The Walking Festival of Sound is a transdisciplinary event exploring the role of walking through and listening to our everyday surroundings.
It will combine a number of free and public events including walking performances and walking lectures which will happen in public spaces around Stockholm in September 2019.
Evening events informed by walking practices will take place in various event spaces. The Walking Festival of Sound will facilitate a meeting point for an international
network of practitioners and researchers interested in sound and walking.
Through diverse events we will explore how walking and listening practices can augment and challenge the way we perceive and navigate through our shared environments.
Program of the festival is available on www.wfos.net
Sonic Sensibilities: /Mis/communication/s/
August 16, 2019, Reaktorhallen, KTH, Stockholm
On August 16, Posthumanities Hub and Fragmentarium Club invite to a listening session at a unique venue of R1 Reaktorhallen
at Royal Institute of Technology in Stockholm.
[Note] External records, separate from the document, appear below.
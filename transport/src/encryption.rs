//! Packet-level authenticated encryption. Every UDP datagram is sealed as a whole:
//!
//! ```ascii
//!  0: nonce (12 bytes, unencrypted)
//! 12: ciphertext of packet header + payload, followed by the 16-byte AES-GCM tag
//! ```
//!
//! This envelope adds 12 + 16 = 28 bytes to the packet. The nonce is a random per-endpoint
//!  fixed part plus a counter, so it is unique for every freshly sealed packet; retransmissions
//!  resend the stored ciphertext unchanged and do not consume a nonce.

use std::sync::atomic::{AtomicU64, Ordering};

use aead::{AeadInPlace, KeyInit, Nonce};
use aes_gcm::Aes256Gcm;
use bytes::BufMut;
use rand::RngCore;
use x25519_dalek::{PublicKey, StaticSecret};

use crate::buffers::fixed_buffer::FixedBuf;

/// derive the public half of a node's x25519 static key, as exchanged in the handshake
pub fn derive_static_public_key(static_secret: &[u8; 32]) -> [u8; 32] {
    let secret = StaticSecret::from(*static_secret);
    PublicKey::from(&secret).to_bytes()
}

pub trait PacketEncryption: Send + Sync + 'static {
    /// number of envelope bytes at the start of a packet, before the sealed region
    fn prefix_len(&self) -> usize;

    /// total number of bytes the envelope adds to a packet, i.e. prefix plus tag
    fn envelope_overhead(&self) -> usize;

    /// write a fresh envelope prefix into an empty buffer
    fn init_buffer(&self, buf: &mut FixedBuf);

    /// seal the buffer in place, leaving the prefix untouched
    fn seal(&self, buf: &mut FixedBuf);

    /// open a sealed buffer in place; the plaintext ends up at `prefix_len()..`
    fn open(&self, buf: &mut FixedBuf) -> aead::Result<()>;
}

pub struct NoEncryption;

impl PacketEncryption for NoEncryption {
    fn prefix_len(&self) -> usize {
        0
    }

    fn envelope_overhead(&self) -> usize {
        0
    }

    fn init_buffer(&self, _buf: &mut FixedBuf) {
        // nothing to be done
    }

    fn seal(&self, _buf: &mut FixedBuf) {
        // nothing to be done
    }

    fn open(&self, _buf: &mut FixedBuf) -> aead::Result<()> {
        // nothing to be done
        Ok(())
    }
}


pub struct Aes256GcmEncryption {
    cipher: Aes256Gcm,
    nonce_fixed: u32,
    nonce_counter: AtomicU64,
}

impl Aes256GcmEncryption {
    const NONCE_LEN: usize = 12;
    const TAG_LEN: usize = 16;

    pub fn new(key: &[u8]) -> Aes256GcmEncryption {
        let cipher = Aes256Gcm::new_from_slice(key)
            .expect("encryption key length should have been validated with the config");

        Aes256GcmEncryption {
            cipher,
            nonce_fixed: rand::thread_rng().next_u32(),
            nonce_counter: AtomicU64::new(0),
        }
    }

    fn nonce_of(buf: &FixedBuf) -> Nonce<Aes256Gcm> {
        *Nonce::<Aes256Gcm>::from_slice(&buf.as_ref()[..Self::NONCE_LEN])
    }
}

impl PacketEncryption for Aes256GcmEncryption {
    fn prefix_len(&self) -> usize {
        Self::NONCE_LEN
    }

    fn envelope_overhead(&self) -> usize {
        Self::NONCE_LEN + Self::TAG_LEN
    }

    fn init_buffer(&self, buf: &mut FixedBuf) {
        buf.put_u32(self.nonce_fixed);
        buf.put_u64(self.nonce_counter.fetch_add(1, Ordering::AcqRel));
    }

    fn seal(&self, buf: &mut FixedBuf) {
        let nonce = Self::nonce_of(buf);
        let mut sealed_region = buf.tail(Self::NONCE_LEN);
        self.cipher
            .encrypt_in_place(&nonce, b"", &mut sealed_region)
            .expect("buffer pool sizing should have left room for the tag");
    }

    fn open(&self, buf: &mut FixedBuf) -> aead::Result<()> {
        if buf.len() < Self::NONCE_LEN + Self::TAG_LEN {
            return Err(aead::Error);
        }
        let nonce = Self::nonce_of(buf);
        let mut sealed_region = buf.tail(Self::NONCE_LEN);
        self.cipher.decrypt_in_place(&nonce, b"", &mut sealed_region)
    }
}
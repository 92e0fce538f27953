use std::net::SocketAddr;
use std::sync::Arc;
use std::time::Duration;

use anyhow::bail;
use rustc_hash::FxHashMap;
use tokio::net::UdpSocket;
use tokio::select;
use tokio::sync::{mpsc, RwLock};
use tracing::{debug, error, info, warn};

use crate::buffers::buffer_pool::SendBufferPool;
use crate::config::TransportConfig;
use crate::connection::Connection;
use crate::encryption::{derive_static_public_key, Aes256GcmEncryption, NoEncryption, PacketEncryption};
use crate::listener::{CloseReason, TransportListener};
use crate::packet_header::{PacketHeader, PacketKind};
use crate::packet_id::PacketId;
use crate::send_pipeline::SendPipeline;

/// EndPoint is the place where all other parts of the protocol come together: It listens on a
///  UdpSocket, opens and decrypts incoming packets, demultiplexes them to their connections by
///  conn id, and has the API for dialing peers.
pub struct EndPoint {
    config: Arc<TransportConfig>,
    listener: Arc<dyn TransportListener>,
    receive_socket: Arc<UdpSocket>,
    pipeline: Arc<SendPipeline>,
    pool: Arc<SendBufferPool>,
    encryption: Arc<dyn PacketEncryption>,
    self_static_pk: [u8; 32],
    connections: RwLock<FxHashMap<u32, Arc<Connection>>>,
    by_peer: RwLock<FxHashMap<SocketAddr, u32>>,
}

impl EndPoint {
    pub async fn new(
        listener: Arc<dyn TransportListener>,
        config: Arc<TransportConfig>,
    ) -> anyhow::Result<Arc<EndPoint>> {
        config.validate()?;

        let receive_socket = Arc::new(UdpSocket::bind(config.self_addr).await?);
        info!("bound receive socket to {:?}", receive_socket.local_addr()?);

        let encryption = Self::create_encryption(config.as_ref());
        let pool = Arc::new(SendBufferPool::new(
            config.payload_size_inside_udp,
            config.buffer_pool_size,
            encryption.clone(),
        ));

        Ok(Arc::new(EndPoint {
            self_static_pk: derive_static_public_key(&config.static_secret),
            pipeline: Arc::new(SendPipeline::new(Arc::new(receive_socket.clone()), encryption.clone())),
            config,
            listener,
            receive_socket,
            pool,
            encryption,
            connections: RwLock::new(FxHashMap::default()),
            by_peer: RwLock::new(FxHashMap::default()),
        }))
    }

    fn create_encryption(config: &TransportConfig) -> Arc<dyn PacketEncryption> {
        if let Some(key) = &config.encryption_key {
            info!("setting up AES encryption");
            Arc::new(Aes256GcmEncryption::new(key))
        }
        else {
            warn!("initializing without encryption - this is for debugging purposes and not recommended for production use");
            Arc::new(NoEncryption)
        }
    }

    pub fn self_addr(&self) -> SocketAddr {
        self.receive_socket.local_addr()
            .expect("UdpSocket should have an initialized local addr")
    }

    /// this node's static public key, as presented to remote peers during the handshake
    pub fn self_static_pk(&self) -> [u8; 32] {
        self.self_static_pk
    }

    pub async fn get_connection(&self, peer_addr: SocketAddr) -> Option<Arc<Connection>> {
        let conn_id = *self.by_peer.read().await.get(&peer_addr)?;
        self.connections.read().await.get(&conn_id).cloned()
    }

    /// Initiate a connection to a remote peer. Returns immediately with the connection in the
    ///  dialing state; [`TransportListener::on_established`] fires once the handshake completes.
    ///  Dialing an address that already has a connection returns that connection.
    pub async fn dial(
        self: &Arc<Self>,
        peer_addr: SocketAddr,
        remote_static_pk: [u8; 32],
    ) -> anyhow::Result<Arc<Connection>> {
        if let Some(existing) = self.get_connection(peer_addr).await {
            debug!("dial to {:?}: connection already exists", peer_addr);
            return Ok(existing);
        }

        let (close_tx, close_rx) = mpsc::unbounded_channel();
        let local_conn_id = self.allocate_conn_id().await?;

        let conn = Connection::new_dialing(
            self.config.clone(),
            self.listener.clone(),
            self.pipeline.clone(),
            self.pool.clone(),
            peer_addr,
            local_conn_id,
            self.self_static_pk,
            remote_static_pk,
            close_tx,
        );

        self.register(conn.clone(), close_rx).await;

        debug!("dialing {:?} with local conn id {}", peer_addr, local_conn_id);
        conn.send_dial().await;
        Ok(conn)
    }

    async fn allocate_conn_id(&self) -> anyhow::Result<u32> {
        let connections = self.connections.read().await;
        for _ in 0..64 {
            let candidate = rand::random::<u32>();
            if candidate != 0 && !connections.contains_key(&candidate) {
                return Ok(candidate);
            }
        }
        bail!("could not allocate a connection id");
    }

    async fn register(self: &Arc<Self>, conn: Arc<Connection>, close_rx: mpsc::UnboundedReceiver<CloseReason>) {
        self.connections.write().await.insert(conn.local_conn_id(), conn.clone());
        self.by_peer.write().await.insert(conn.peer_addr(), conn.local_conn_id());

        tokio::spawn(self.clone().watchdog(conn, close_rx));
    }

    /// Per-connection housekeeping: performs requested closes, drives handshake retries, and
    ///  enforces the idle timeout.
    async fn watchdog(self: Arc<Self>, conn: Arc<Connection>, mut close_rx: mpsc::UnboundedReceiver<CloseReason>) {
        let mut ticks = tokio::time::interval(Duration::from_millis(500));
        ticks.set_missed_tick_behavior(tokio::time::MissedTickBehavior::Delay);

        loop {
            select! {
                reason = close_rx.recv() => {
                    self.do_close(&conn, reason.unwrap_or(CloseReason::LocalClose)).await;
                    return;
                }
                _ = ticks.tick() => {
                    if conn.handshake_tick().await {
                        debug!("handshake with {:?} timed out", conn.peer_addr());
                        self.do_close(&conn, CloseReason::Timeout).await;
                        return;
                    }
                    if conn.is_idle_expired().await {
                        debug!("connection to {:?} is idle", conn.peer_addr());
                        self.do_close(&conn, CloseReason::Idle).await;
                        return;
                    }
                }
            }
        }
    }

    async fn do_close(&self, conn: &Arc<Connection>, reason: CloseReason) {
        self.connections.write().await.remove(&conn.local_conn_id());

        let mut by_peer = self.by_peer.write().await;
        if by_peer.get(&conn.peer_addr()) == Some(&conn.local_conn_id()) {
            by_peer.remove(&conn.peer_addr());
        }
        drop(by_peer);

        conn.teardown(reason).await;
    }

    pub async fn recv_loop(self: &Arc<Self>) {
        info!("starting receive loop");

        let mut buf = self.pool.get_from_pool();
        loop {
            buf.maximize_len();
            let (num_read, from) = match self.receive_socket.recv_from(buf.as_mut()).await {
                Ok(x) => x,
                Err(e) => {
                    error!("socket error: {}", e);
                    continue;
                }
            };
            buf.truncate(num_read);

            if self.encryption.open(&mut buf).is_err() {
                debug!("cryptographically invalid packet from {:?} - dropping", from);
                continue;
            }

            let mut parse_buf = &buf.as_ref()[self.encryption.prefix_len()..];
            let header = match PacketHeader::deser(&mut parse_buf) {
                Ok(header) => header,
                Err(_) => {
                    warn!("received packet with unparseable header from {:?} - dropping", from);
                    continue;
                }
            };

            self.dispatch_packet(from, &header, parse_buf).await;
        }
    }

    async fn dispatch_packet(self: &Arc<Self>, from: SocketAddr, header: &PacketHeader, payload: &[u8]) {
        if let PacketKind::Dial = header.packet_kind {
            self.handle_dial(from, header, payload).await;
            return;
        }

        let conn = self.connections.read().await.get(&header.dst_conn_id).cloned();
        match conn {
            Some(conn) => conn.on_packet(header, payload).await,
            None => {
                debug!("packet from {:?} for unknown conn id {} - resetting", from, header.dst_conn_id);
                if header.packet_kind != PacketKind::Reset {
                    self.send_bare_reset(from, header.src_conn_id).await;
                }
            }
        }
    }

    async fn handle_dial(self: &Arc<Self>, from: SocketAddr, header: &PacketHeader, payload: &[u8]) {
        if let Some(existing) = self.get_connection(from).await {
            // duplicate DIAL for an existing connection (e.g. a lost DIAL_CONF)
            existing.on_packet(header, payload).await;
            return;
        }

        if !self.listener.should_accept(from) {
            debug!("rejecting dial from {:?}", from);
            return;
        }

        let Ok(remote_static_pk) = <[u8; 32]>::try_from(payload) else {
            warn!("DIAL from {:?} without a static key - dropping", from);
            return;
        };

        let Ok(local_conn_id) = self.allocate_conn_id().await else {
            return;
        };
        let (close_tx, close_rx) = mpsc::unbounded_channel();

        let conn = Connection::new_accepting(
            self.config.clone(),
            self.listener.clone(),
            self.pipeline.clone(),
            self.pool.clone(),
            from,
            local_conn_id,
            self.self_static_pk,
            header.src_conn_id,
            remote_static_pk,
            close_tx,
        );

        debug!("accepting dial from {:?} with local conn id {}", from, local_conn_id);
        self.register(conn.clone(), close_rx).await;
        conn.start_accept().await;
    }

    /// tell a peer that still sends to a connection we no longer know about to go away
    async fn send_bare_reset(&self, to: SocketAddr, remote_conn_id: u32) {
        let mut buf = self.pool.get_from_pool();
        PacketHeader::new(PacketKind::Reset, 0, remote_conn_id, 0, PacketId::ZERO, 0, 0)
            .ser(&mut buf);
        self.pipeline.seal_and_send_packet(to, &mut buf).await;
        self.pool.return_to_pool(buf);
    }
}
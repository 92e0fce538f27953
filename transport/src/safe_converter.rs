
pub trait SafeCast<T> {
    fn safe_cast(self) -> T;
}

#[cfg(not(target_pointer_width = "16"))]
impl SafeCast<usize> for u16 {
    fn safe_cast(self) -> usize {
        self as usize
    }
}

#[cfg(not(target_pointer_width = "16"))]
impl SafeCast<usize> for u32 {
    fn safe_cast(self) -> usize {
        self as usize
    }
}

impl SafeCast<u64> for usize {
    fn safe_cast(self) -> u64 {
        self as u64
    }
}


/// For narrowing casts where business logic ensures that the value is in the narrower type's range.
/// NB: The implementations will panic otherwise
pub trait PrecheckedCast<T> {
    fn prechecked_cast(self) -> T;
}
impl PrecheckedCast<u16> for usize {
    fn prechecked_cast(self) -> u16 {
        self.try_into().expect("this is a bug: application logic should have ensured the value range")
    }
}
impl PrecheckedCast<u32> for usize {
    fn prechecked_cast(self) -> u32 {
        self.try_into().expect("this is a bug: application logic should have ensured the value range")
    }
}
impl PrecheckedCast<usize> for u64 {
    fn prechecked_cast(self) -> usize {
        self.try_into().expect("this is a bug: application logic should have ensured the value range")
    }
}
R1 was the first nuclear reactor of Sweden. It functioned as a research reactor for the Royal Institute of Technology
The reactor was active from July 13, 1954 to June 6, 1970.
In this mixed and postdisciplinary gathering, with listening sessions and talks by artists and researchers,
we will visit the limits of communication(s) – when our technologies, ideas, languages and intentions fail us.
We will among other things encounter phenomena that cannot be decoded, interspecies communication experiments,
and speculations about how we can communicate with not only aliens but also inhabitants on planet Earth in a distant future.
In a society imbued with communication technologies and a positive belief in the possibilities of accurately formulating,
transmitting, receiving and archiving, it might be sobering to consider situations where the communicative attempt takes us elsewhere.
Where it derails our assumptions and intentions and where we admittedly are out of control.
What can be gleaned from these limits and borderlands? What can be unlearned? What ethico-political considerations do they confront us with?
Time: 13-16
Place: Reaktorhallen, KTH, Stockholm
Participants:
Cecilia Åsberg (founder and director of the Posthumanities Hub, KTH/Linköping Univ., SE),
Marietta Radomska (co-director of the Posthumanities Hub, Linköping Univ., SE/Univ. of Helsinki, FI),
Vera Weetzel (PhD candidate in Gender Studies, Linköping Univ., SE), Janna Holmstedt (artist, SE),
Mirko Nikolić (artist, SE/FI), Jacek Smolicki, (artist, SE/PL).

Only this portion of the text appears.